By Thomas Harrigan, Contributing Writer, The Sports Network
Philadelphia, PA (SportsNetwork.com) – The threat New York Giants rookie fourth-round pick Andre Williams poses to Rashad Jennings’ fantasy value became more palpable Sunday night in Canton.
We’ve heard since the start of training camp that Williams, who led the NCAA with 2,177 rushing yards last season, has been handling the goal-line reps, but the Pro Football Hall of Fame Game was our first chance to see him in action.
Williams rotated in with the first-team offense and ended up with five carries for 37 yards and a three-yard score, while Jennings started and had 43 yards from scrimmage (23 rushing) on 10 touches (seven carries).
On July 1, I listed Jennings, who at the time had an average draft position (ADP) of 45.5 in fantasyfootballcalculator.com mock drafts, as one of my undervalued running backs. My reasoning was that with only injury-prone David Wilson, Peyton Hillis and Williams behind him, Jennings would be in line for 15-20 touches per game for a team whose running backs produced 11 rushing touchdowns last season.

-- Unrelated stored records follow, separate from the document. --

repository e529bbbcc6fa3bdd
fn main() {
    tauri_build::build()
}
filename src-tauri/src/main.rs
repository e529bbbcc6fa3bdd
#![cfg_attr(not(debug_assertions), windows_subsystem = "windows")]

mod app_constants;
mod app_menu;
mod app_runtime;
mod app_types;
mod connection_controller;
mod desktop_bridge;
mod desktop_bridge_commands;
mod desktop_settings;
mod gateway_config;
mod gateway_health;
mod gateway_launcher;
mod main_window;
mod menu_actions;
mod menu_handler;
mod runtime_paths;
mod shell_actions;
mod shell_injector;
mod shell_scripts;
mod shell_state;
mod sound_cues;
mod themes;
mod window_effects;
mod window_zoom;

pub(crate) use app_constants::*;
pub(crate) use app_types::{
    AuthMode, BindScope, BridgeResult, ConnectionConfig, GatewayBridgeConfig, SystemInfo,
    ThemeListing, ThemeSummary,
};

fn main() {
    app_runtime::run();
}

But the 10 touchdowns I projected Jennings would score this season now seem like a pipe dream. At 6-foot-1, 231 pounds, Jennings is more of a grinder than a home-run threat so his upside is reliant on him getting goal-line work.
Jennings still has a handle on a pretty sizable role, perhaps even more so now that David Wilson has had to retire after suffering another neck injury in practice, but Williams might be coming for that too.
ESPN’s Giants beat reporter Dan Graziano said that the Giants “already love (Williams) as a runner — and not just at the goal line” and thinks the fact that New York rotated the rookie in with the first-team is indicates that he could be a big part of the offense in between the 10s early in the year.
Williams’ limitations as a pass blocker and receiver (he had 10 total catches in four college seasons) likely will prevent him from taking Jennings’ job outright especially because Jennings is strong in those areas, so we could be looking at a dreaded timeshare situation.
Jennings’ ADP is 47.9 as of Monday, putting him 23rd among running backs. It’s an adequate spot for a player whose role has become a question mark and whose upside is suddenly lacking.
Williams, meanwhile, is on the board for the first time all summer at an ADP of 151.9 and he’s only going to rise from there.